La jurisprudence dont parle Pothier ne fut ni adoptée parmi nous, ni même réclamée par nos assureurs marseillais, ainsi que je viens de le dire. Lors de la paix publiée en 1763, les décisions prononcées proprio motu par les arrêts du Conseil d'état ci-dessus rapportés, ne furent point renouvelées. Les hautes primes stipulées en tems de guerre ne reçurent aucune atteinte. Pothier, n°. 86, prétend que les raisons qui avaient porté les juges à augmenter la prime dans le cas de guerre survenue, ne paraissaient pas militer pour la faire diminuer dans le cas du retour d'une paix imprévue. Valin, art. 7, des assurances, s'efforce de trouver une disparité entre ces deux cas.

Je n'en trouve point. Si, dans le premier cas, on augmente la prime, on doit la diminuer dans le second, et vice versa. Je ne vois pas pourquoi Valin et Pothier prennent l'inverse des arrêts du Conseil. Les choses devraient du moins être égales. Mais jusqu'à ce que nous ayons une loi nouvelle sur cette matière, je crois qu'on doit s'en tenir au droit commun, d'autant mieux qu'il dépend des parties de prévoir dans la police le cas de paix ou de guerre. La formule imprimée de Nantes porte qu'en cas de guerre, hostilités ou représailles avec quelque puissance maritime, avant l'arrivée du navire, la prime sera augmentée au cours de la place. On aurait dû ajouter qu'elle serait diminuée en cas de paix.

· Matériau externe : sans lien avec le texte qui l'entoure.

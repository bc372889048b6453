//! TCP listener and connection handling.
//!
//! Accepts connections, caps how many are served at once and hands each
//! one to [`SniProxy`] inside its own task and tracing span. A failing
//! session never affects other sessions or the accept loop.

use std::io;
use std::net::SocketAddr;
use std::sync::atomic::{AtomicU64, Ordering};
use std::sync::Arc;
use std::time::Duration;

use tokio::net::{TcpListener, TcpStream};
use tokio::sync::Semaphore;
use tracing::{debug, error, info, warn, Instrument};

use super::resolver::SharedResolver;
use super::session::{DropReason, SessionConfig, SessionOutcome, SniProxy};

/// Default maximum concurrent connections per listener.
pub const DEFAULT_MAX_CONNECTIONS: usize = 10000;

/// Configuration for a listener.
#[derive(Debug, Clone)]
pub struct ListenerConfig {
    /// Address to bind to.
    pub bind_addr: SocketAddr,
    /// Maximum concurrent connections.
    pub max_connections: usize,
    /// Per-session limits.
    pub session: SessionConfig,
}

impl ListenerConfig {
    /// Create a new listener configuration.
    pub fn new(bind_addr: SocketAddr) -> Self {
        Self {
            bind_addr,
            max_connections: DEFAULT_MAX_CONNECTIONS,
            session: SessionConfig::default(),
        }
    }
}

/// Statistics for a listener.
#[derive(Debug, Default)]
pub struct ListenerStats {
    /// Total connections accepted.
    pub connections_accepted: AtomicU64,
    /// Total connections currently active.
    pub connections_active: AtomicU64,
    /// Total connections closed.
    pub connections_closed: AtomicU64,
    /// Connections rejected due to max limit.
    pub connections_rejected: AtomicU64,
    /// Sessions relayed to an upstream.
    pub sessions_relayed: AtomicU64,
    /// Sessions whose first bytes were not a usable ClientHello.
    pub sni_failed: AtomicU64,
    /// Sessions with a server name but no route.
    pub routes_failed: AtomicU64,
    /// Upstream connection failures.
    pub upstream_failed: AtomicU64,
    /// Sessions that ended with any other error.
    pub sessions_failed: AtomicU64,
    /// Bytes proxied to upstreams (excluding PROXY header and replay).
    pub bytes_to_upstream: AtomicU64,
    /// Bytes proxied from upstreams.
    pub bytes_from_upstream: AtomicU64,
}

impl ListenerStats {
    fn record(&self, result: &Result<SessionOutcome, super::ProxyError>) {
        match result {
            Ok(SessionOutcome::Relayed { stats, .. }) => {
                self.sessions_relayed.fetch_add(1, Ordering::Relaxed);
                self.bytes_to_upstream
                    .fetch_add(stats.a_to_b, Ordering::Relaxed);
                self.bytes_from_upstream
                    .fetch_add(stats.b_to_a, Ordering::Relaxed);
            }
            Ok(SessionOutcome::Dropped(DropReason::NoRoute)) => {
                self.routes_failed.fetch_add(1, Ordering::Relaxed);
            }
            Ok(SessionOutcome::Dropped(_)) => {
                self.sni_failed.fetch_add(1, Ordering::Relaxed);
            }
            Err(e) if e.is_upstream_unavailable() => {
                self.upstream_failed.fetch_add(1, Ordering::Relaxed);
            }
            Err(_) => {
                self.sessions_failed.fetch_add(1, Ordering::Relaxed);
            }
        }
    }
}

/// A TCP listener for the SNI proxy.
pub struct Listener {
    /// The TCP listener.
    listener: TcpListener,
    /// Session handler shared by every connection.
    proxy: SniProxy,
    /// Connection semaphore for limiting concurrent connections.
    conn_semaphore: Arc<Semaphore>,
    /// Statistics.
    stats: Arc<ListenerStats>,
}

impl Listener {
    /// Create a new listener.
    pub async fn bind(config: ListenerConfig, resolver: SharedResolver) -> io::Result<Self> {
        let listener = TcpListener::bind(config.bind_addr).await?;
        let local_addr = listener.local_addr()?;

        info!(
            bind_addr = %local_addr,
            max_connections = config.max_connections,
            read_size = config.session.read_size,
            dial_timeout_ms = config.session.dial_timeout.as_millis() as u64,
            "Listener bound"
        );

        Ok(Self {
            conn_semaphore: Arc::new(Semaphore::new(config.max_connections)),
            proxy: SniProxy::with_config(config.session, resolver),
            listener,
            stats: Arc::new(ListenerStats::default()),
        })
    }

    /// Get the local address this listener is bound to.
    pub fn local_addr(&self) -> io::Result<SocketAddr> {
        self.listener.local_addr()
    }

    /// Get listener statistics.
    pub fn stats(&self) -> &ListenerStats {
        &self.stats
    }

    /// Run the listener, accepting and handling connections.
    pub async fn run(self: Arc<Self>) -> io::Result<()> {
        let local_addr = self.listener.local_addr()?;
        info!(bind_addr = %local_addr, "Listener started");

        loop {
            match self.listener.accept().await {
                Ok((stream, peer_addr)) => {
                    // Try to acquire a permit
                    let permit = match self.conn_semaphore.clone().try_acquire_owned() {
                        Ok(permit) => permit,
                        Err(_) => {
                            self.stats
                                .connections_rejected
                                .fetch_add(1, Ordering::Relaxed);
                            warn!(peer_addr = %peer_addr, "Connection rejected: max connections reached");
                            continue;
                        }
                    };

                    self.stats
                        .connections_accepted
                        .fetch_add(1, Ordering::Relaxed);
                    self.stats
                        .connections_active
                        .fetch_add(1, Ordering::Relaxed);

                    let listener = Arc::clone(&self);

                    tokio::spawn(
                        async move {
                            listener.handle_connection(stream).await;

                            listener
                                .stats
                                .connections_active
                                .fetch_sub(1, Ordering::Relaxed);
                            listener
                                .stats
                                .connections_closed
                                .fetch_add(1, Ordering::Relaxed);
                            drop(permit);
                        }
                        .instrument(tracing::info_span!("connection", peer = %peer_addr)),
                    );
                }
                Err(e) => {
                    error!(error = %e, "Accept error");
                    // Brief sleep to avoid tight loop on persistent errors
                    tokio::time::sleep(Duration::from_millis(100)).await;
                }
            }
        }
    }

    /// Handle a single connection.
    async fn handle_connection(&self, client: TcpStream) {
        let result = self.proxy.serve(client).await;
        self.stats.record(&result);

        match result {
            Ok(SessionOutcome::Relayed {
                server_name,
                upstream,
                stats,
            }) => {
                debug!(
                    server_name = %server_name,
                    upstream = %upstream,
                    bytes_to_upstream = stats.a_to_b,
                    bytes_from_upstream = stats.b_to_a,
                    "Connection closed"
                );
            }
            Ok(SessionOutcome::Dropped(reason)) => {
                debug!(
                    reason = reason.as_str(),
                    state = %reason.state(),
                    "Connection dropped"
                );
            }
            Err(e) => {
                debug!(
                    state = %e.state(),
                    reason = e.reason_code(),
                    error = %e,
                    "Connection error"
                );
            }
        }
    }
}

#[cfg(test)]
mod tests {
    use super::*;
    use crate::proxy::{ProxyError, PumpStats};

    #[test]
    fn test_listener_config_default() {
        let config = ListenerConfig::new("[::]:443".parse().unwrap());
        assert_eq!(config.max_connections, DEFAULT_MAX_CONNECTIONS);
        assert_eq!(config.session, SessionConfig::default());
    }

    #[test]
    fn test_listener_stats_record() {
        let stats = ListenerStats::default();

        stats.record(&Ok(SessionOutcome::Relayed {
            server_name: "example.com".to_string(),
            upstream: "127.0.0.1:9443".to_string(),
            stats: PumpStats {
                a_to_b: 10,
                b_to_a: 20,
            },
        }));
        stats.record(&Ok(SessionOutcome::Dropped(DropReason::NoRoute)));
        stats.record(&Ok(SessionOutcome::Dropped(DropReason::NotClientHello)));
        stats.record(&Err(ProxyError::DialTimeout {
            upstream: "127.0.0.1:9443".to_string(),
            timeout: Duration::from_secs(2),
        }));
        stats.record(&Err(ProxyError::ClientClosed));

        assert_eq!(stats.sessions_relayed.load(Ordering::Relaxed), 1);
        assert_eq!(stats.bytes_to_upstream.load(Ordering::Relaxed), 10);
        assert_eq!(stats.bytes_from_upstream.load(Ordering::Relaxed), 20);
        assert_eq!(stats.routes_failed.load(Ordering::Relaxed), 1);
        assert_eq!(stats.sni_failed.load(Ordering::Relaxed), 1);
        assert_eq!(stats.upstream_failed.load(Ordering::Relaxed), 1);
        assert_eq!(stats.sessions_failed.load(Ordering::Relaxed), 1);
    }
}
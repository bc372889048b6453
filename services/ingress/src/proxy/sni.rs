//! SNI (Server Name Indication) extraction from TLS ClientHello.
//!
//! Parses the bytes captured from the start of a connection and pulls the
//! `host_name` entry out of the `server_name` extension. Parsing is
//! read-only and every length-prefixed field is bounds-checked, so
//! attacker-controlled input can fail to parse but can never panic.
//!
//! Known limitation: the ClientHello must sit entirely inside the captured
//! bytes. A hello spread over several TCP segments, or one larger than the
//! capture bound, is reported as [`SniResult::Malformed`].

/// TLS record content type for handshake messages.
const CONTENT_TYPE_HANDSHAKE: u8 = 0x16;

/// Handshake message type for ClientHello.
const HANDSHAKE_CLIENT_HELLO: u8 = 0x01;

/// Extension type for `server_name` (RFC 6066).
const EXTENSION_SERVER_NAME: u16 = 0x0000;

/// `NameType` value for `host_name` entries.
const NAME_TYPE_HOST_NAME: u8 = 0x00;

/// Client version (2 bytes) followed by the random (32 bytes).
const VERSION_AND_RANDOM_LEN: usize = 2 + 32;

/// Result of SNI inspection.
#[derive(Debug, Clone, PartialEq, Eq)]
pub enum SniResult {
    /// Extracted `host_name`, exactly as sent by the client. May be empty.
    Found(String),
    /// ClientHello present but no usable `server_name` extension.
    NoSni,
    /// Data is not a TLS handshake record carrying a ClientHello.
    NotTls,
    /// A declared length runs past the end of the data, or the name is not UTF-8.
    Malformed,
}

impl SniResult {
    /// Short label used in diagnostics.
    pub fn as_str(&self) -> &'static str {
        match self {
            SniResult::Found(_) => "found",
            SniResult::NoSni => "no_sni",
            SniResult::NotTls => "not_tls",
            SniResult::Malformed => "malformed",
        }
    }
}

/// Extract the requested server name from a captured ClientHello.
///
/// Returns `None` when no name could be extracted. `Some("")` means the
/// hello parsed but carried an empty `host_name`.
pub fn extract_server_name(data: &[u8]) -> Option<String> {
    match parse_client_hello(data) {
        SniResult::Found(hostname) => Some(hostname),
        _ => None,
    }
}

/// Parse a TLS ClientHello buffer and classify the outcome.
///
/// TLS record:
/// - 1 byte: content type (0x16 = Handshake)
/// - 2 bytes: version
/// - 2 bytes: record length
///
/// Handshake ClientHello:
/// - 1 byte: handshake type (0x01 = ClientHello)
/// - 3 bytes: length
/// - 2 bytes: client version
/// - 32 bytes: random
/// - 1 byte + n: session ID
/// - 2 bytes + n: cipher suites
/// - 1 byte + n: compression methods
/// - 2 bytes + n: extensions
pub fn parse_client_hello(data: &[u8]) -> SniResult {
    scan_client_hello(data).unwrap_or(SniResult::Malformed)
}

/// `None` means a declared length ran past the available bytes.
fn scan_client_hello(data: &[u8]) -> Option<SniResult> {
    let mut record = Reader::new(data);
    if record.u8()? != CONTENT_TYPE_HANDSHAKE {
        return Some(SniResult::NotTls);
    }
    let _legacy_version = record.u16()?;
    let mut handshake = Reader::new(record.vec_u16()?);

    if handshake.u8()? != HANDSHAKE_CLIENT_HELLO {
        return Some(SniResult::NotTls);
    }
    let hello_len = handshake.u24()? as usize;
    let mut hello = Reader::new(handshake.take(hello_len)?);

    hello.take(VERSION_AND_RANDOM_LEN)?;
    hello.vec_u8()?; // session id
    hello.vec_u16()?; // cipher suites
    hello.vec_u8()?; // compression methods

    if hello.is_empty() {
        return Some(SniResult::NoSni);
    }

    let mut extensions = Reader::new(hello.vec_u16()?);
    while !extensions.is_empty() {
        let ext_type = extensions.u16()?;
        let ext_data = extensions.vec_u16()?;

        if ext_type == EXTENSION_SERVER_NAME {
            return parse_server_name_extension(ext_data);
        }
    }

    Some(SniResult::NoSni)
}

/// Parse the `server_name` extension body.
///
/// - 2 bytes: server name list length
/// - for each entry:
///   - 1 byte: name type (0 = host_name)
///   - 2 bytes + n: name
fn parse_server_name_extension(data: &[u8]) -> Option<SniResult> {
    let mut ext = Reader::new(data);
    let mut list = Reader::new(ext.vec_u16()?);

    while !list.is_empty() {
        let name_type = list.u8()?;
        let name = list.vec_u16()?;

        if name_type == NAME_TYPE_HOST_NAME {
            return Some(match std::str::from_utf8(name) {
                Ok(hostname) => SniResult::Found(hostname.to_string()),
                Err(_) => SniResult::Malformed,
            });
        }
    }

    Some(SniResult::NoSni)
}

/// Forward-only cursor over a byte slice.
///
/// Every accessor returns `None` instead of reading out of bounds.
struct Reader<'a> {
    data: &'a [u8],
}

impl<'a> Reader<'a> {
    fn new(data: &'a [u8]) -> Self {
        Self { data }
    }

    fn is_empty(&self) -> bool {
        self.data.is_empty()
    }

    fn take(&mut self, len: usize) -> Option<&'a [u8]> {
        if len > self.data.len() {
            return None;
        }
        let (head, tail) = self.data.split_at(len);
        self.data = tail;
        Some(head)
    }

    fn u8(&mut self) -> Option<u8> {
        self.take(1).map(|b| b[0])
    }

    fn u16(&mut self) -> Option<u16> {
        self.take(2).map(|b| u16::from_be_bytes([b[0], b[1]]))
    }

    fn u24(&mut self) -> Option<u32> {
        self.take(3)
            .map(|b| ((b[0] as u32) << 16) | ((b[1] as u32) << 8) | (b[2] as u32))
    }

    /// 1-byte length prefix followed by that many bytes.
    fn vec_u8(&mut self) -> Option<&'a [u8]> {
        let len = self.u8()? as usize;
        self.take(len)
    }

    /// 2-byte length prefix followed by that many bytes.
    fn vec_u16(&mut self) -> Option<&'a [u8]> {
        let len = self.u16()? as usize;
        self.take(len)
    }
}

Dans la formule de Marseille, on ne trouve rien de pareil, et notre jurisprudence a toujours été de s'en tenir, sur ce point, au pacte du contrat, sans y suppléer par des motifs d'une équité versatile.

Sous prétexte que les conventions doivent être entendues rebus sic stantibus, il n'est pas permis de s'en écarter, lorsqu'il s'agit d'un événement qu'on a prévu ou pu prévoir. L'Ordonnance met l'événement de guerre à la charge des assureurs, qui s'y soumettent par cela seul qu'ils ne l'exceptent point, d'autant mieux que ce cas est exprimé dans la formule d'assurance.

CONFÉRENCE.

XXI. L'art. 350 du Code de commerce met également l'événement de des assureurs, et le vœu justement fondé d'Émérigon se trouve rempli par l'art. 343 du même à la charge guerre Code. Ainsi, les assureurs n'obtiennent de prime que celle qu'ils ont stipulée, s'ils n'ont pas stipulé dans la police une augmentation de prime en cas de survenance de guerre. La prime

telle qu'elle a été stipulée, s'exécute sans augmentation, si elle est faite en tems de paix, quoique la guerre survienne, et de même sans diminution, nonobstant le retour de la paix, ayant été stipulée en tems de guerre.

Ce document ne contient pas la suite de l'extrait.